START Records to use
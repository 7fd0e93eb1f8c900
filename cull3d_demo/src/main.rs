//! Headless fly-through of the cube grid.
//!
//! Runs a scripted camera path (walk, look around, zoom) against a
//! recording backend and logs the visible object count per frame, the
//! same number a windowed viewer shows in its title bar.
//!
//! Run with: RUST_LOG=info cargo run -p cull3d_demo

use cull3d_engine::cull3d::{Engine, FrameInput, RenderSession, SessionConfig};
use cull3d_engine::cull3d::camera::CameraMovement;
use cull3d_engine::cull3d::log::{LogEntry, LogSeverity, Logger};
use cull3d_engine::cull3d::render::RecordingBackend;
use cull3d_engine::cull3d::scene::{AABB, RenderInstance};
use glam::{Mat4, Vec2, Vec3};

const FRAME_TIME: f32 = 1.0 / 60.0;

/// Forwards engine log entries to the `log` facade.
struct LogBridge;

impl Logger for LogBridge {
    fn log(&self, entry: &LogEntry) {
        let level = match entry.severity {
            LogSeverity::Trace => log::Level::Trace,
            LogSeverity::Debug => log::Level::Debug,
            LogSeverity::Info => log::Level::Info,
            LogSeverity::Warn => log::Level::Warn,
            LogSeverity::Error => log::Level::Error,
        };
        match (entry.file, entry.line) {
            (Some(file), Some(line)) => {
                log::log!(target: "cull3d", level, "[{}] {} ({}:{})", entry.source, entry.message, file, line)
            }
            _ => log::log!(target: "cull3d", level, "[{}] {}", entry.source, entry.message),
        }
    }
}

/// One scripted phase of the fly-through.
struct Phase {
    name: &'static str,
    frames: u32,
    /// Keys held, as typed (WASD)
    keys: &'static str,
    /// Cursor velocity in pixels per frame
    cursor_step: Vec2,
    /// Scroll per frame
    scroll: f32,
}

const SCRIPT: &[Phase] = &[
    Phase { name: "idle", frames: 30, keys: "", cursor_step: Vec2::ZERO, scroll: 0.0 },
    Phase { name: "walk back", frames: 90, keys: "s", cursor_step: Vec2::ZERO, scroll: 0.0 },
    Phase { name: "strafe left", frames: 60, keys: "a", cursor_step: Vec2::ZERO, scroll: 0.0 },
    Phase { name: "look right", frames: 90, keys: "", cursor_step: Vec2::new(10.0, 0.0), scroll: 0.0 },
    Phase { name: "look down", frames: 30, keys: "", cursor_step: Vec2::new(0.0, 8.0), scroll: 0.0 },
    Phase { name: "zoom in", frames: 60, keys: "", cursor_step: Vec2::ZERO, scroll: 0.5 },
    Phase { name: "walk forward", frames: 120, keys: "w", cursor_step: Vec2::ZERO, scroll: 0.0 },
    Phase { name: "zoom out", frames: 60, keys: "", cursor_step: Vec2::ZERO, scroll: -0.5 },
];

/// Stand-in for a loaded mesh: bounds taken from its vertices, stood upright and scaled down.
fn model_instance() -> Option<RenderInstance> {
    let vertices = [
        Vec3::new(-40.0, -30.0, 0.0),
        Vec3::new(40.0, -30.0, 0.0),
        Vec3::new(0.0, 35.0, 0.0),
        Vec3::new(0.0, 0.0, 160.0),
    ];
    let local = AABB::from_points(&vertices)?;
    let world = Mat4::from_translation(Vec3::new(0.0, 0.0, -20.0))
        * Mat4::from_rotation_x(-std::f32::consts::FRAC_PI_2)
        * Mat4::from_scale(Vec3::splat(0.025));
    Some(RenderInstance::model(local, world, 3 * 4).with_color(Vec3::new(0.8, 0.6, 0.2)))
}

fn main() {
    env_logger::Builder::from_env(env_logger::Env::default().default_filter_or("info")).init();
    Engine::set_logger(LogBridge);

    let mut backend = RecordingBackend::new();
    let config = SessionConfig::default();
    let mut session = match RenderSession::new(config, &mut backend) {
        Ok(session) => session,
        Err(e) => {
            log::error!("Failed to create session: {}", e);
            std::process::exit(1);
        }
    };

    if let Some(model) = model_instance() {
        session.scene_mut().add_render_instance(model);
    }

    let mut cursor = Vec2::new(config.width as f32 / 2.0, config.height as f32 / 2.0);
    let mut time = 0.0;
    let mut drawn: u64 = 0;
    let mut possible: u64 = 0;

    for phase in SCRIPT {
        let mut last = None;
        for _ in 0..phase.frames {
            cursor += phase.cursor_step;
            time += FRAME_TIME;
            let input = FrameInput {
                keys: phase.keys.chars().filter_map(CameraMovement::from_key).collect(),
                cursor: Some(cursor),
                scroll: phase.scroll,
                delta_time: FRAME_TIME,
                time,
            };

            match session.frame(&input, &mut backend) {
                Ok(stats) => {
                    drawn += stats.draw_calls as u64;
                    possible += stats.total_instances as u64;
                    last = Some(stats);
                }
                Err(e) => {
                    log::error!("Frame failed during '{}': {}", phase.name, e);
                    std::process::exit(1);
                }
            }
        }

        if let Some(stats) = last {
            let camera = session.camera();
            log::info!(
                "{:<12} | {} | pos {:.2?} yaw {:.1} pitch {:.1} fov {:.1}",
                phase.name,
                stats.title(),
                camera.position(),
                camera.yaw(),
                camera.pitch(),
                camera.fov()
            );
        }
    }

    let ratio = if possible > 0 { drawn as f64 / possible as f64 } else { 0.0 };
    log::info!(
        "{} frames, {} draws of {} instances ({:.1}% drawn)",
        session.frame_count(),
        drawn,
        possible,
        ratio * 100.0
    );
}
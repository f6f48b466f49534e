use std::sync::{Arc, Once};

use crate::driver::{Conn, Driver};
use crate::error::SqliteDriverError;
use crate::registry;

use super::config::SqliteOptions;
use super::connection::SqliteConnection;

/// Name the `SQLite` driver registers under.
pub const DRIVER_NAME: &str = "sqlite3";

/// Stateless factory for [`SqliteConnection`]s.
#[derive(Debug, Clone, Copy, Default)]
pub struct SqliteDriver;

impl SqliteDriver {
    /// Open `dsn` with the default flags: create if missing, read-write.
    ///
    /// # Errors
    ///
    /// Returns `SqliteDriverError::Open` with the engine's status code.
    pub fn open(&self, dsn: &str) -> Result<SqliteConnection, SqliteDriverError> {
        self.open_with(&SqliteOptions::new(dsn))
    }

    /// Open a connection with explicit options.
    ///
    /// # Errors
    ///
    /// See [`SqliteConnection::open`].
    pub fn open_with(&self, opts: &SqliteOptions) -> Result<SqliteConnection, SqliteDriverError> {
        SqliteConnection::open(opts)
    }
}

impl Driver for SqliteDriver {
    fn open(&self, name: &str) -> Result<Box<dyn Conn>, SqliteDriverError> {
        Ok(Box::new(SqliteDriver::open(self, name)?))
    }
}

static REGISTER: Once = Once::new();

/// Register [`SqliteDriver`] under [`DRIVER_NAME`]. Safe to call repeatedly;
/// only the first call touches the registry.
pub fn register_driver() {
    REGISTER.call_once(|| {
        if let Err(e) = registry::register(DRIVER_NAME, Arc::new(SqliteDriver)) {
            tracing::warn!(error = %e, "sqlite driver registration skipped");
        }
    });
}
use std::ffi::{CString, c_int};
use std::ops::BitOr;

use serde::Deserialize;

use crate::error::SqliteDriverError;

use super::ffi;

/// Flags passed to `sqlite3_open_v2`.
#[derive(Debug, Clone, Copy, PartialEq, Eq)]
pub struct OpenFlags(c_int);

impl OpenFlags {
    pub const READ_ONLY: Self = Self(ffi::SQLITE_OPEN_READONLY);
    pub const READ_WRITE: Self = Self(ffi::SQLITE_OPEN_READWRITE);
    pub const CREATE: Self = Self(ffi::SQLITE_OPEN_CREATE);
    pub const URI: Self = Self(ffi::SQLITE_OPEN_URI);

    #[must_use]
    pub fn bits(self) -> c_int {
        self.0
    }

    #[must_use]
    pub fn contains(self, other: Self) -> bool {
        self.0 & other.0 == other.0
    }
}

impl Default for OpenFlags {
    /// Create the database if missing, open it read-write.
    fn default() -> Self {
        Self::CREATE | Self::READ_WRITE
    }
}

impl BitOr for OpenFlags {
    type Output = Self;

    fn bitor(self, rhs: Self) -> Self {
        Self(self.0 | rhs.0)
    }
}

/// Options for opening a `SQLite` connection.
///
/// Deserializable so callers can keep them in a config file:
/// ```rust
/// use sqlite_driver::sqlite::SqliteOptions;
///
/// let opts: SqliteOptions = serde_json::from_str(r#"{"db_path": ":memory:"}"#).unwrap();
/// assert_eq!(opts.db_path, ":memory:");
/// ```
#[derive(Debug, Clone, Deserialize)]
pub struct SqliteOptions {
    pub db_path: String,
    /// Let `file:` URIs through to the engine.
    #[serde(default)]
    pub uri: bool,
    #[serde(default)]
    pub read_only: bool,
    /// Name of a registered VFS; `None` uses the default one.
    #[serde(default)]
    pub vfs: Option<String>,
}

impl SqliteOptions {
    #[must_use]
    pub fn new(db_path: impl Into<String>) -> Self {
        Self {
            db_path: db_path.into(),
            uri: false,
            read_only: false,
            vfs: None,
        }
    }

    #[must_use]
    pub fn builder(db_path: impl Into<String>) -> SqliteOptionsBuilder {
        SqliteOptionsBuilder::new(db_path)
    }

    /// Read-only connections never create the file.
    #[must_use]
    pub fn open_flags(&self) -> OpenFlags {
        let base = if self.read_only {
            OpenFlags::READ_ONLY
        } else {
            OpenFlags::default()
        };
        if self.uri { base | OpenFlags::URI } else { base }
    }

    pub(crate) fn c_path(&self) -> Result<CString, SqliteDriverError> {
        CString::new(self.db_path.as_str()).map_err(|e| {
            SqliteDriverError::ConfigError(format!("database path contains a NUL byte: {e}"))
        })
    }

    pub(crate) fn c_vfs(&self) -> Result<Option<CString>, SqliteDriverError> {
        self.vfs
            .as_deref()
            .map(|vfs| {
                CString::new(vfs).map_err(|e| {
                    SqliteDriverError::ConfigError(format!("vfs name contains a NUL byte: {e}"))
                })
            })
            .transpose()
    }
}

/// Fluent builder for `SQLite` options.
#[derive(Debug, Clone)]
pub struct SqliteOptionsBuilder {
    opts: SqliteOptions,
}

impl SqliteOptionsBuilder {
    #[must_use]
    pub fn new(db_path: impl Into<String>) -> Self {
        Self {
            opts: SqliteOptions::new(db_path),
        }
    }

    #[must_use]
    pub fn uri(mut self, uri: bool) -> Self {
        self.opts.uri = uri;
        self
    }

    #[must_use]
    pub fn read_only(mut self, read_only: bool) -> Self {
        self.opts.read_only = read_only;
        self
    }

    #[must_use]
    pub fn vfs(mut self, vfs: impl Into<String>) -> Self {
        self.opts.vfs = Some(vfs.into());
        self
    }

    #[must_use]
    pub fn finish(self) -> SqliteOptions {
        self.opts
    }
}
END Records to use
• [Exercise requirements]:
Scan the material for "LogEntry" and copy the lines that hold it.

• [Finished exercise]:
use cull3d_engine::cull3d::log::{LogEntry, LogSeverity, Logger};
    fn log(&self, entry: &LogEntry) {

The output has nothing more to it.